Dia mengatakan, data United Nations Programme on HIV and AIDS (UNAIDS) menunjukkan ada sekitar 543 ribu orang di Indonesia yang terkonsentrasi HIV dan tingkat epidemi lalu tersegmentasi ke dalam empat kelompok populasi kunci.
“Mereka mengalami diskriminasi dalam berbagai tatanan kehidupan, termasuk di sektor pendidikan, layanan kesehatan, rumah tangga, sektor keadilan, dan di tempat kerja,” kata dia.
Maka dari itu, UNAIDS bekerja sama dengan Yayasan Kusuma Buana, mengembangkan platform kebijakan online agar orang-orang dapat lebih memahami inklusivisme, khususnya terhadap populasi kunci progam ini.
“Kami mendorong advokasi kebijakan yang bisa memastikan, bisa mendorong inklusivisme di tempat kerja, untuk memberikan lingkungan yang aman bagi orang HIV dan populasi kunci,” ujarnya.
Julia Zajkowski, Petugas Perlindungan Senior UNHCR mengatakan sejauh ini UNHCR terus melakukan upaya advokasi supaya pengungsi yang ada di Indonesia dapat mengakses hak dan kebutuhan dasar mereka, seperti kesehatan, edukasi, pemberdayaan, dan sumber pencaharian.
“UNHCR telah memberikan bantuan untuk menutupi biaya kebutuhan dasar sehari-hari (basic needs).
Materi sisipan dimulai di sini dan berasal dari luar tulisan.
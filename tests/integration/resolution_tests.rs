//! Resolution level integration tests.
//!
//! Tests verify:
//! - Non power-of-two levels are excluded from the table
//! - Requests between native levels read the closer level and downscale
//! - Level 0 coordinates are mapped onto the reader level
//! - The table follows the requested series

use wsi_region_reader::{MemoryDecoder, ReadRequest, Rect, RegionReader};

use super::test_utils::{box_downscale, crop, gray_series, pattern, settings};

#[test]
fn test_spurious_level_is_skipped() {
    let series = gray_series(&[(100, 100), (50, 50), (33, 33)]);
    let reader =
        RegionReader::with_settings(MemoryDecoder::new(vec![series]).unwrap(), settings(2)).unwrap();

    let table = reader.resolution_table(0).unwrap();
    let shifts: Vec<u32> = table.levels().iter().map(|l| l.shift).collect();
    assert_eq!(shifts, vec![0, 1]);

    let one = table.resolve(1);
    assert_eq!((one.reader_index, one.residual), (1, 0));
    let two = table.resolve(2);
    assert_eq!((two.reader_index, two.residual), (1, 1));
}

#[test]
fn test_read_between_native_levels() {
    let series = gray_series(&[(100, 100), (50, 50), (33, 33)]);
    let reader =
        RegionReader::with_settings(MemoryDecoder::new(vec![series]).unwrap(), settings(2)).unwrap();

    let request = ReadRequest::new(Rect::new(0, 0, 100, 100))
        .at_resolution(2)
        .with_tile_size(16, 16);
    let image = reader
        .read_region::<u8, _>(&request, |_, _| true)
        .unwrap()
        .into_image()
        .unwrap();

    let report = image.report();
    assert_eq!(report.reader_level, 1);
    assert_eq!(report.reader_shift, 1);
    assert_eq!(report.residual_downscale, 1);
    assert_eq!((image.width(), image.height()), (25, 25));

    // level 1 holds pattern seed 1
    let (expected, _, _) = box_downscale(&pattern(50, 50, 1), 50, 50);
    assert_eq!(image.channel(0).unwrap(), expected.as_slice());
}

#[test]
fn test_level_zero_coordinates_are_shifted() {
    let series = gray_series(&[(128, 96), (64, 48), (32, 24)]);
    let reader =
        RegionReader::with_settings(MemoryDecoder::new(vec![series]).unwrap(), settings(2)).unwrap();

    // (20, 12, 40, 30) at level 0 covers (5, 3)..(15, 11) at level 2, far edge rounded up
    let request = ReadRequest::new(Rect::new(20, 12, 40, 30))
        .at_resolution(2)
        .with_tile_size(4, 4);
    let image = reader
        .read_region::<u8, _>(&request, |_, _| true)
        .unwrap()
        .into_image()
        .unwrap();

    let expected_rect = Rect::new(5, 3, 10, 8);
    assert_eq!(image.report().reader_level, 2);
    assert_eq!(image.report().reader_region, expected_rect);
    assert_eq!(
        image.channel(0).unwrap(),
        crop(&pattern(32, 24, 2), 32, expected_rect).as_slice()
    );
}

#[test]
fn test_sparse_pyramid() {
    // shifts 0, 2 and 4 only
    let series = gray_series(&[(256, 256), (64, 64), (16, 16)]);
    let reader =
        RegionReader::with_settings(MemoryDecoder::new(vec![series]).unwrap(), settings(2)).unwrap();
    let table = reader.resolution_table(0).unwrap();

    let mapping: Vec<(usize, u32)> = (0..=6)
        .map(|r| {
            let resolved = table.resolve(r);
            (resolved.reader_index, resolved.residual)
        })
        .collect();
    assert_eq!(
        mapping,
        vec![(0, 0), (0, 1), (1, 0), (1, 1), (2, 0), (2, 1), (2, 2)]
    );
}

#[test]
fn test_table_follows_series() {
    let first = gray_series(&[(64, 64), (32, 32)]);
    let second = gray_series(&[(80, 80), (40, 40), (20, 20)]);
    let reader = RegionReader::with_settings(
        MemoryDecoder::new(vec![first, second]).unwrap(),
        settings(2),
    )
    .unwrap();

    assert_eq!(reader.resolution_table(0).unwrap().levels().len(), 2);
    assert_eq!(reader.resolution_table(1).unwrap().levels().len(), 3);

    let request = ReadRequest::new(Rect::new(0, 0, 80, 80))
        .with_series(1)
        .at_resolution(2);
    let image = reader
        .read_region::<u8, _>(&request, |_, _| true)
        .unwrap()
        .into_image()
        .unwrap();
    assert_eq!((image.width(), image.height()), (20, 20));
    assert_eq!(image.channel(0).unwrap(), pattern(20, 20, 2).as_slice());

    // back to the first series
    assert_eq!(reader.resolution_table(0).unwrap().series(), 0);
}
Namun bantuan ini perlu fokus lebih spesifik lagi kepada kelompok rentan dan populasi kunci,” kata Zajkowski.
Dia mengatakan, pengungsi memiliki hak dan martabat yang sepatutnya dipertimbangkan lebih jauh. Sebab setiap pengungsi memiliki potensi yang tidak terdeteksi masyarakat pada umumnya, sehingga, perlu pemberdayaan agar mereka dapat berkontribusi pada ekonomi lokal.
Zajkowski meyakinkan, UNHCR terus berusaha membantu para pengungsi. Sejauh ini, sekitar 30 persen anak pengungsi sudah mengikuti pendidikan di sekolah umum.
Namun untuk akses mendapatkan pekerjaan secara legal, dia mengatakan masih ada kendala teknis lantaran ketiadaan legalitas kuat untuk masalah pengungsi di Indonesia.